Although U.S. and Mexican authorities have ramped up cooperation to drugs and arms curb smuggling over the southwest border, the ATF's main initiative to stop the gun trade - Project Gunrunner - has "significant weaknesses," the report said.
A raging drug war has killed 31,000 people since Mexican President Felipe Calderon took office in December 2006 and sent the military to crush the drug cartels
About 90 percent of the crime guns seized and traced in Mexico last year were initially sold in the United States.
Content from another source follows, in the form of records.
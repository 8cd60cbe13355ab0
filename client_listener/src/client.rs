use crate::*;

use bytes::Bytes;
use parking_lot::Mutex;
use std::{
    sync::{
        atomic::{AtomicBool, AtomicU64, Ordering},
        Arc,
    },
    time::Duration,
};
use strand_network::{
    http::{Code, HttpError, RequestHead, Response},
    invariant_violation,
    socket::UNKNOWN_ADDR,
    task, Dc, Socket, SocketError, TaskContext, TimeoutOutcome,
};

/// Where a client is in its serve cycle
#[derive(Clone, Copy, Debug, PartialEq, Eq, strum::Display)]
pub enum ClientState
{
    Accepted,
    AwaitingHead,
    ParsingBody,
    Dispatched,
    Closed,
}

/// One inbound connection.
///
/// A `Client` is kept alive by whichever task is currently reading from or
/// serving it; the registry only holds a weak reference. Once it is closed
/// no further reads are scheduled, so the last reference goes away with the
/// task that closed it.
pub struct Client
{
    pub id: ConnectionId,
    sock: Option<Arc<Socket>>,
    ctx: Arc<ClientContext>,
    state: Mutex<ClientState>,
    reader: tokio::sync::Mutex<RequestReader>,
    responding: AtomicBool,
    graceful: AtomicBool,
    closed: AtomicBool,
    served: AtomicU64,
}

impl Client
{
    pub(crate) fn new(id: ConnectionId, sock: Option<Socket>, ctx: Arc<ClientContext>) -> Self
    {
        let buffer_size = ctx.conf.buffer_size;
        Self {
            id,
            sock: sock.map(Arc::new),
            ctx,
            state: Mutex::new(ClientState::Accepted),
            reader: tokio::sync::Mutex::new(RequestReader::new(buffer_size)),
            responding: AtomicBool::new(false),
            graceful: AtomicBool::new(false),
            closed: AtomicBool::new(false),
            served: AtomicU64::new(0),
        }
    }

    /// A client that was never connected. It can't be served, and isn't
    /// registered anywhere.
    pub fn detached(id: ConnectionId, ctx: &Arc<ClientContext>) -> Arc<Self>
    {
        Arc::new(Self::new(id, None, Arc::clone(ctx)))
    }

    pub fn is_servable(&self) -> bool
    {
        self.sock.is_some() && !self.is_closed()
    }

    pub fn is_closed(&self) -> bool
    {
        self.closed.load(Ordering::Acquire)
    }

    /// The remote address, as `address:port`
    pub fn remote(&self) -> &str
    {
        self.sock.as_ref().map_or(UNKNOWN_ADDR, |s| s.remote())
    }

    pub fn state(&self) -> ClientState
    {
        *self.state.lock()
    }

    fn set_state(&self, state: ClientState)
    {
        *self.state.lock() = state;
    }

    /// Requests answered so far
    pub fn requests_served(&self) -> u64
    {
        self.served.load(Ordering::Relaxed)
    }

    pub(crate) fn mark_responding(&self)
    {
        self.responding.store(true, Ordering::Release);
    }

    fn socket(&self) -> Result<&Arc<Socket>, SocketError>
    {
        self.sock.as_ref().ok_or(SocketError::NotConnected)
    }

    /// Wait for the next bytes from the client in a fresh task, then serve
    /// them from the request pool.
    pub(crate) fn async_recv_next(self: &Arc<Self>, timeout: Duration)
    {
        let client = Arc::clone(self);
        task::spawn("client-recv", move |task| client.recv(task, timeout));
    }

    async fn recv(self: Arc<Self>, task: TaskContext, timeout: Duration) -> anyhow::Result<()>
    {
        let sock = match self.socket()
        {
            Ok(sock) => Arc::clone(sock),
            Err(_) =>
            {
                invariant_violation("read scheduled for a client with no socket");
                return Ok(());
            }
        };

        match task.suspend_until(sock.wait_ready(Some(timeout))).await
        {
            Ok(Ok(())) => (),
            Ok(Err(e)) =>
            {
                self.handle_ec(&e);
                self.close(Dc::Rst).await;
                return Ok(());
            }
            Err(e) =>
            {
                tracing::debug!("client[{}]: {}", self.remote(), e);
                self.close(Dc::Rst).await;
                return Ok(());
            }
        }

        let client = Arc::clone(&self);
        if let Err(e) = self.ctx.pool.submit(move |task| client.main(task)).await
        {
            tracing::debug!("client[{}]: not served: {}", self.remote(), e);
            self.close(Dc::Rst).await;
        }
        Ok(())
    }

    /// Log why the wait for the next request ended
    fn handle_ec(&self, e: &SocketError)
    {
        match e
        {
            SocketError::Eof => tracing::debug!("client[{}]: end of stream", self.remote()),
            SocketError::Timeout => tracing::debug!("client[{}]: idle timeout", self.remote()),
            SocketError::Canceled | SocketError::NotConnected =>
                tracing::trace!("client[{}]: {}", self.remote(), e),
            _ => tracing::warn!("client[{}]: {}", self.remote(), e),
        }
    }

    async fn main(self: Arc<Self>, task: TaskContext) -> anyhow::Result<()>
    {
        let result = match task.suspend_until(self.serve()).await
        {
            Ok(result) => result,
            Err(e) => Err(e.into()),
        };

        match result
        {
            Ok(true) =>
            {
                self.async_recv_next(self.ctx.conf.idle_timeout);
                Ok(())
            }
            Ok(false) =>
            {
                let dc = if self.graceful.load(Ordering::Acquire) { Dc::Fin } else { Dc::Rst };
                self.close(dc).await;
                Ok(())
            }
            Err(e) if e.is_quiet() =>
            {
                tracing::debug!("client[{}]: {}", self.remote(), e);
                self.close(Dc::Rst).await;
                Ok(())
            }
            Err(e) =>
            {
                tracing::error!("client[{}]: {}", self.remote(), e);
                self.close(Dc::Rst).await;
                Err(anyhow::Error::new(e).context(format!("serving client[{}]", self.remote())))
            }
        }
    }

    /// Serve every request that's been buffered. Returns whether to keep
    /// reading from this client.
    async fn serve(self: &Arc<Self>) -> Result<bool, ServeError>
    {
        let sock = Arc::clone(self.socket()?);
        let mut reader = self.reader.lock().await;

        loop
        {
            if !self.handle_request(&sock, &mut reader).await?
            {
                return Ok(false);
            }
            if !reader.has_unparsed()
            {
                return Ok(true);
            }
        }
    }

    async fn handle_request(self: &Arc<Self>, sock: &Arc<Socket>, reader: &mut RequestReader) -> Result<bool, ServeError>
    {
        self.responding.store(false, Ordering::Release);

        let result = match self.receive(sock, reader).await
        {
            Ok((head, content)) => self.dispatch(sock, head, content).await,
            Err(e) => Err(e),
        };

        match result
        {
            Ok(keep_alive) =>
            {
                self.served.fetch_add(1, Ordering::Relaxed);
                if !keep_alive
                {
                    self.graceful.store(true, Ordering::Release);
                }
                Ok(keep_alive)
            }
            Err(ServeError::Http(e)) => self.handle_http_error(sock, e).await,
            Err(e) => Err(e),
        }
    }

    /// Read one request head and its content under the request timeout.
    async fn receive(&self, sock: &Arc<Socket>, reader: &mut RequestReader) -> Result<(RequestHead, Bytes), ServeError>
    {
        let remote = self.remote().to_string();
        sock.set_timeout(self.ctx.conf.request_timeout, move |outcome| {
            if outcome == TimeoutOutcome::Expired
            {
                tracing::debug!("client[{}]: request timed out", remote);
            }
        });

        let result = async {
            self.set_state(ClientState::AwaitingHead);
            let head = reader.read_head(sock).await?;

            self.set_state(ClientState::ParsingBody);
            if head.content_length > self.ctx.conf.content_maxalloc
            {
                return Err(ServeError::from(HttpError::new(Code::PAYLOAD_TOO_LARGE,
                                                           format!("Content length {} exceeds {}", head.content_length, self.ctx.conf.content_maxalloc))));
            }
            let content = reader.read_content(sock, head.content_length).await?;
            Ok::<_, ServeError>((head, content))
        }.await;

        // The timer is only gone already if it fired
        let expired = !sock.cancel_timeout();

        match result
        {
            Err(ServeError::Socket(SocketError::Canceled)) if expired =>
                Err(HttpError::new(Code::REQUEST_TIMEOUT, "Request timed out").into()),
            other => other,
        }
    }

    async fn dispatch(self: &Arc<Self>, sock: &Arc<Socket>, head: RequestHead, content: Bytes) -> Result<bool, ServeError>
    {
        self.set_state(ClientState::Dispatched);
        tracing::trace!("client[{}]: {} {}", self.remote(), head.method, head.path);

        let (resource, params) = self.ctx.resources.find(&head.path)
                                     .ok_or_else(|| HttpError::not_found(format!("No resource at {}", head.path)))?;

        let keep_alive = head.keep_alive();
        let mut request = ResourceRequest::new(Arc::clone(self), Arc::clone(sock), head, params, content);
        resource.handle(&mut request).await?;

        if !request.started()
        {
            request.respond(Response::new(Code::OK)).await?;
        }
        Ok(keep_alive)
    }

    /// Answer an error status, if nothing has been sent for this request yet.
    /// Returns whether the connection stays open.
    async fn handle_http_error(&self, sock: &Socket, e: HttpError) -> Result<bool, ServeError>
    {
        let close = e.code.closes_connection();

        if e.code.is_server_error()
        {
            tracing::error!("client[{}]: {}", self.remote(), e);
        }
        else
        {
            tracing::debug!("client[{}]: {}", self.remote(), e);
        }

        if self.responding.load(Ordering::Acquire)
        {
            // Part of another response is already out
            return Ok(false);
        }

        let mut response = Response::error(&e);
        if close
        {
            response = response.with_header("Connection", "close");
        }
        sock.write_all(&response.to_bytes()).await?;

        if close
        {
            self.graceful.store(true, Ordering::Release);
        }
        Ok(!close)
    }

    /// Disconnect and deregister. Only the first call has any effect.
    pub async fn close(&self, dc: Dc)
    {
        if self.closed.swap(true, Ordering::AcqRel)
        {
            return;
        }
        self.set_state(ClientState::Closed);

        if let Some(sock) = &self.sock
        {
            if let Err(e) = sock.disconnect(dc).await
            {
                tracing::debug!("client[{}]: error disconnecting: {}", self.remote(), e);
            }

            if !self.ctx.registry.unregister(self.id)
            {
                invariant_violation("client closed but not registered");
            }
        }

        tracing::debug!("client[{}]: closed after {} requests", self.remote(), self.requests_served());
    }
}

impl std::fmt::Debug for Client
{
    fn fmt(&self, f: &mut std::fmt::Formatter<'_>) -> std::fmt::Result
    {
        f.debug_struct("Client")
         .field("id", &self.id)
         .field("remote", &self.remote())
         .field("state", &self.state())
         .finish()
    }
}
This "iron river" of firearms flowing south to the drug cartels includes high powered Kalashnikov and AR-15 rifles and decorative .38 caliber pistols popular with drug kingpins.
The report chided the ATF for focusing on less important gun dealers and "straw purchasers" - individual third-party buyers - instead of higher-level traffickers, smugglers, and the "ultimate recipients of the trafficked guns" in Mexico.
It found the agency does not "systematically and consistently" share strategic intelligence with partners in Mexico and the United States, including the U.S. Drug Enforcement Administration and the Immigration and Customs Enforcement and Customs and Border Protection agencies.
And, it said intelligence personnel in ATF's southwest border field divisions do not routinely share firearms trafficking intelligence with each other.
While ATF has increased traces of firearms seized in Mexico to almost 22,000 last year, from 5,834 in 2004, most of those trace requests are considered "unsuccessful" because of missing or improperly entered gun data, the report found.
Among ATF's achievements, it noted that the agency had increased traces of seized firearms from Mexico and the southwest border, boosted referrals for prosecution for firearms trafficking-related offenses and ramped up gun dealer compliance inspections in border states.
The ATF's deputy director, Kenneth E. Melson, said that the agency was "committed to building on these successes and improving the program in the areas identified" by the report.